What to Do When You Don’t Hear Back


After weeks or months of devoted networking, you’ve finally gotten an introduction to the perfect person at the place you’re dying to work. You dash off a thoughtful yet brief request to meet, and wait eagerly for a response. Days go by, then a week, and nothing. Your excitement and hope are fading fast, and your vision of an entry point to your chosen organization seems to be dashed. Now what?

We’ve all been in this situation (yes, me too!). Sometimes, despite your diligent research and perfectly crafted emails, you don’t hear back. I often get questions about what to do in this scenario, so here are some tips:

1. Always follow up – people are busy and we all get too many emails. Not a great excuse, but that’s reality. We’ve all missed emails we meant to respond to, so assume that’s the case and send a quick follow up if you haven’t heard back in about a week (set a reminder for yourself so you’ll remember to do this).

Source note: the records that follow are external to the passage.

//! API route definitions

use crate::auth::middleware::access_gate;
use crate::handlers::{auth, users};
use crate::state::AppState;
use axum::{
    middleware,
    routing::{get, post},
    Router,
};
use std::sync::Arc;

/// Create API v1 routes, all behind the access gate.
///
/// Paths are absolute because the gate matches on the full request path.
pub fn api_routes(state: Arc<AppState>) -> Router<Arc<AppState>> {
    Router::new()
        // Public auth endpoints (let through by the gate)
        .route("/api/v1/auth/register", post(auth::register_handler))
        .route("/api/v1/auth/authenticate", post(auth::authenticate_handler))
        .route("/api/v1/auth/refresh-token", post(auth::refresh_handler))
        // Session endpoints
        .route("/api/v1/auth/logout", post(auth::logout_handler))
        .route("/api/v1/auth/me", get(auth::me_handler))
        // User resource
        .route("/api/v1/users", get(users::list_users).post(users::create_user))
        .route(
            "/api/v1/users/:id",
            get(users::get_user)
                .put(users::update_user)
                .delete(users::delete_user),
        )
        .route_layer(middleware::from_fn_with_state(state, access_gate))
}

You may want to wait a few days longer if you know they are especially busy or have been out of the office. Keep the follow up short and sweet, and reiterate why you are hoping to meet and when you are available. Some people only respond to the second email they receive, so if nothing else you will demonstrate your persistence and ability to follow through.  

2. Think about timing – aim to send the follow up message when it’s likely to actually be seen (read: not in the middle of a busy week). Fridays are often a good day to follow up, since people tend to have fewer meetings and may be catching up on email. Or you might try Sunday evening or early Monday morning, so that it will be at the top of their inbox when they are prepping for the week. Gmail and other email services let you schedule emails to send at a future time, so you don’t have to wait to hit “send” at the perfect moment.

3. Offer an alternative option – if you’re getting the sense that your contact may be too busy to meet, offer to talk with someone else on their team. This gives them a graceful out, and ensures you still have a connection who can give you advice about the organization and potential job leads, and probably more quickly than your original contact. While of course it’s great to meet with someone senior, the reality is they are much harder to schedule with. If you end up talking to a member of the team who’s closer to your level first, they may actually give you more relevant information and can vouch for your to their manager and make additional connections for you.  

4. Go back to the person who introduced you – if you have sent at least one follow up and still haven’t heard back, try asking the person who initially introduced you to the contact if they have any advice for getting in touch. Sometimes they will offer to follow up with the person on your behalf, or let you know the best way to get in touch (“oh, I know he can be really slow to respond to emails – I’d recommend calling his assistant directly to schedule time”).

Tried all of this, and still not hearing back? Move on, and as hard as it is, try to shake it off and don’t take it personally. The reality is that some people will never get back to you, and that part is out of your control. While it’s incredibly frustrating, odds are that it really is not about you, it’s about them not having time or not prioritizing their time to share with you. Which is too bad, because they are missing out on a great thing!

But even if you are moving on from this contact, there’s no need to give up completely on the organization – you need to look for another avenue. You sometimes need to approach an organization from multiple directions before finding the right person, so if you aren’t getting traction with contact #1, see who else you’re connected to there; even if they aren’t in the department you’re interested in, they can help you navigate the organization and put you in touch with someone who is.

Finally, remember that taking a networking approach to your job search requires a tremendous amount of persistence and the ability to weather disappointments and downturns with positivity and without losing sight of your end goal: finding the job that’s right for you. Your work will pay off, so focus on the people who do get back to you (there will be many), and don’t let a few unreturned emails distract you from your mission.  

Are there other tips or strategies you’ve found successful in following up? We’d love to hear them in the comments!